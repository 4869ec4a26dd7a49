// 该文件是 Shanan （山南西风） 项目的一部分。
// src/model.rs - 模型描述与推理边界
//
// 本文件根据 Apache 许可证第 2.0 版（以下简称“许可证”）授权使用；
// 除非遵守该许可证条款，否则您不得使用本文件。
// 您可通过以下网址获取许可证副本：
// http://www.apache.org/licenses/LICENSE-2.0
// 除非适用法律要求或书面同意，根据本许可协议分发的软件均按“原样”提供，
// 不附带任何形式的明示或暗示的保证或条件。
// 有关许可权限与限制的具体条款，请参阅本许可协议。
//
// Copyright (C) 2026 Johann Li <me@qinka.pro>, Wareless Group

use std::fmt;
use std::str::FromStr;

use tracing::{debug, error};
use url::Url;

use crate::{ClassifyError, FromUrl, encode::InputTensor};

mod labels;
mod replay;

pub use self::labels::Labels;
pub use self::replay::{ReplayModel, ReplayModelError};

pub const RGB_CHANNELS: u32 = 3;

/// 推理边界：把编码好的输入交给加速器，取回各输出张量
pub trait Model {
  type Error;

  fn infer(&self, input: &InputTensor) -> Result<InferOutput, Self::Error>;
}

/// 一次推理的全部输出张量
#[derive(Debug, Clone, Default, PartialEq)]
pub struct InferOutput {
  tensors: Vec<Box<[f32]>>,
}

impl InferOutput {
  pub fn new(tensors: Vec<Box<[f32]>>) -> Self {
    Self { tensors }
  }

  /// 分类得分取第一个输出张量
  pub fn scores(&self) -> Option<&[f32]> {
    self.tensors.first().map(|t| &t[..])
  }

  pub fn len(&self) -> usize {
    self.tensors.len()
  }

  pub fn is_empty(&self) -> bool {
    self.tensors.is_empty()
  }
}

impl From<Vec<f32>> for InferOutput {
  fn from(scores: Vec<f32>) -> Self {
    Self {
      tensors: vec![scores.into_boxed_slice()],
    }
  }
}

#[derive(Debug, Clone, Copy, PartialEq, Eq, Hash, Default)]
pub enum EncodingMode {
  /// 32 位浮点、按通道分平面存放
  #[default]
  RawFloatPlanar,
  /// 交给加速器预处理单元的原生像素格式
  AcceleratorNative,
}

impl FromStr for EncodingMode {
  type Err = ClassifyError;

  fn from_str(s: &str) -> Result<Self, Self::Err> {
    match s {
      "float" | "raw" => Ok(EncodingMode::RawFloatPlanar),
      "native" | "aipp" => Ok(EncodingMode::AcceleratorNative),
      _ => Err(ClassifyError::invalid(format!("未知的编码方式: {}", s))),
    }
  }
}

/// 模型来源框架，用于选择原生编码方式
#[derive(Debug, Clone, PartialEq, Eq, Hash, Default)]
pub enum Framework {
  #[default]
  Caffe,
  TensorFlow,
  Other(String),
}

impl fmt::Display for Framework {
  fn fmt(&self, f: &mut fmt::Formatter<'_>) -> fmt::Result {
    match self {
      Framework::Caffe => write!(f, "caffe"),
      Framework::TensorFlow => write!(f, "tensorflow"),
      Framework::Other(name) => write!(f, "{}", name),
    }
  }
}

impl From<&str> for Framework {
  fn from(s: &str) -> Self {
    match s.to_ascii_lowercase().as_str() {
      "caffe" => Framework::Caffe,
      "tensorflow" | "tf" => Framework::TensorFlow,
      other => Framework::Other(other.to_string()),
    }
  }
}

/// 浮点张量写出时的字节序
#[derive(Debug, Clone, Copy, PartialEq, Eq, Default)]
pub enum TensorByteOrder {
  #[default]
  Little,
  Big,
  Native,
}

impl TensorByteOrder {
  pub fn write_f32(self, value: f32) -> [u8; 4] {
    match self {
      TensorByteOrder::Little => value.to_le_bytes(),
      TensorByteOrder::Big => value.to_be_bytes(),
      TensorByteOrder::Native => value.to_ne_bytes(),
    }
  }

  pub fn read_f32(self, bytes: [u8; 4]) -> f32 {
    match self {
      TensorByteOrder::Little => f32::from_le_bytes(bytes),
      TensorByteOrder::Big => f32::from_be_bytes(bytes),
      TensorByteOrder::Native => f32::from_ne_bytes(bytes),
    }
  }
}

impl FromStr for TensorByteOrder {
  type Err = ClassifyError;

  fn from_str(s: &str) -> Result<Self, Self::Err> {
    match s {
      "le" | "little" => Ok(TensorByteOrder::Little),
      "be" | "big" => Ok(TensorByteOrder::Big),
      "native" => Ok(TensorByteOrder::Native),
      _ => Err(ClassifyError::invalid(format!("未知的字节序: {}", s))),
    }
  }
}

/// 通道平面的写出顺序
///
/// `Rgb`：R、通道 1、通道 2；`Rbg`：R、通道 2、通道 1，
/// 与早期 Android 演示程序实际写出的顺序一致。
#[derive(Debug, Clone, Copy, PartialEq, Eq, Default)]
pub enum PlaneOrder {
  #[default]
  Rgb,
  Rbg,
}

impl PlaneOrder {
  /// 第 i 个平面对应的通道下标
  pub fn channels(self) -> [usize; 3] {
    match self {
      PlaneOrder::Rgb => [0, 1, 2],
      PlaneOrder::Rbg => [0, 2, 1],
    }
  }
}

impl FromStr for PlaneOrder {
  type Err = ClassifyError;

  fn from_str(s: &str) -> Result<Self, Self::Err> {
    match s {
      "rgb" => Ok(PlaneOrder::Rgb),
      "rbg" => Ok(PlaneOrder::Rbg),
      _ => Err(ClassifyError::invalid(format!("未知的平面顺序: {}", s))),
    }
  }
}

/// 模型输入几何、编码方式与标签表，一次运行内不可变
#[derive(Debug, Clone)]
pub struct ModelSpec {
  pub input_width: u32,
  pub input_height: u32,
  pub channel_count: u32,
  pub encoding_mode: EncodingMode,
  pub framework: Framework,
  pub byte_order: TensorByteOrder,
  pub plane_order: PlaneOrder,
  pub labels: Labels,
}

impl ModelSpec {
  pub fn new(input_width: u32, input_height: u32, labels: Labels) -> Self {
    Self {
      input_width,
      input_height,
      channel_count: RGB_CHANNELS,
      encoding_mode: EncodingMode::default(),
      framework: Framework::default(),
      byte_order: TensorByteOrder::default(),
      plane_order: PlaneOrder::default(),
      labels,
    }
  }

  pub fn encoding_mode(mut self, mode: EncodingMode) -> Self {
    self.encoding_mode = mode;
    self
  }

  pub fn framework(mut self, framework: Framework) -> Self {
    self.framework = framework;
    self
  }

  pub fn byte_order(mut self, order: TensorByteOrder) -> Self {
    self.byte_order = order;
    self
  }

  pub fn plane_order(mut self, order: PlaneOrder) -> Self {
    self.plane_order = order;
    self
  }

  pub fn pixel_count(&self) -> usize {
    self.input_width as usize * self.input_height as usize
  }

  /// 浮点平面编码时输入张量的字节数
  pub fn float_tensor_len(&self) -> usize {
    self.pixel_count() * self.channel_count as usize * std::mem::size_of::<f32>()
  }

  pub fn validate(&self) -> Result<(), ClassifyError> {
    if self.input_width == 0 || self.input_height == 0 {
      error!(
        "模型输入尺寸无效: {}x{}",
        self.input_width, self.input_height
      );
      return Err(ClassifyError::invalid(format!(
        "输入尺寸必须为正数, 实际为 {}x{}",
        self.input_width, self.input_height
      )));
    }
    if self.channel_count != RGB_CHANNELS {
      return Err(ClassifyError::invalid(format!(
        "通道数必须为 {}, 实际为 {}",
        RGB_CHANNELS, self.channel_count
      )));
    }
    if self.labels.is_empty() {
      return Err(ClassifyError::invalid("缺少标签表"));
    }
    Ok(())
  }
}

fn parse_param<T: FromStr>(url: &Url, key: &str) -> Result<Option<T>, ClassifyError> {
  match url.query_pairs().find(|(k, _)| k == key) {
    Some((_, v)) => v
      .parse::<T>()
      .map(Some)
      .map_err(|_| ClassifyError::invalid(format!("参数 {} 无效: {}", key, v))),
    None => Ok(None),
  }
}

/// 从模型 URL 的查询参数构建，例如
/// `replay:///data/scores.json?width=224&height=224&labels=/data/labels.txt&mode=float`
impl FromUrl for ModelSpec {
  type Error = ClassifyError;

  fn from_url(url: &Url) -> Result<Self, Self::Error> {
    let width: u32 = parse_param(url, "width")?
      .ok_or_else(|| ClassifyError::invalid("模型 URL 缺少 width 参数"))?;
    let height: u32 = parse_param(url, "height")?
      .ok_or_else(|| ClassifyError::invalid("模型 URL 缺少 height 参数"))?;
    let labels_path: String = parse_param(url, "labels")?
      .ok_or_else(|| ClassifyError::invalid("模型 URL 缺少 labels 参数"))?;

    let labels = Labels::load(&labels_path)
      .map_err(|e| ClassifyError::invalid(format!("无法读取标签文件 {}: {}", labels_path, e)))?;

    let mut spec = ModelSpec::new(width, height, labels);
    if let Some(mode) = parse_param::<String>(url, "mode")? {
      spec = spec.encoding_mode(mode.parse()?);
    }
    if let Some(framework) = parse_param::<String>(url, "framework")? {
      spec = spec.framework(Framework::from(framework.as_str()));
    }
    if let Some(order) = parse_param::<String>(url, "byte_order")? {
      spec = spec.byte_order(order.parse()?);
    }
    if let Some(order) = parse_param::<String>(url, "planes")? {
      spec = spec.plane_order(order.parse()?);
    }

    debug!(
      "模型描述: {}x{}, 编码 {:?}, 框架 {}, 字节序 {:?}, 平面 {:?}",
      spec.input_width,
      spec.input_height,
      spec.encoding_mode,
      spec.framework,
      spec.byte_order,
      spec.plane_order
    );

    spec.validate()?;
    Ok(spec)
  }
}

◇ ◇ ◇ ◇ ◇ ◇ ◇

■ Problem statement:
If the string "PartialEq" appears in a line of the data above, that line counts. State how many such lines there are and nothing more.

■ Output of the exercise:
5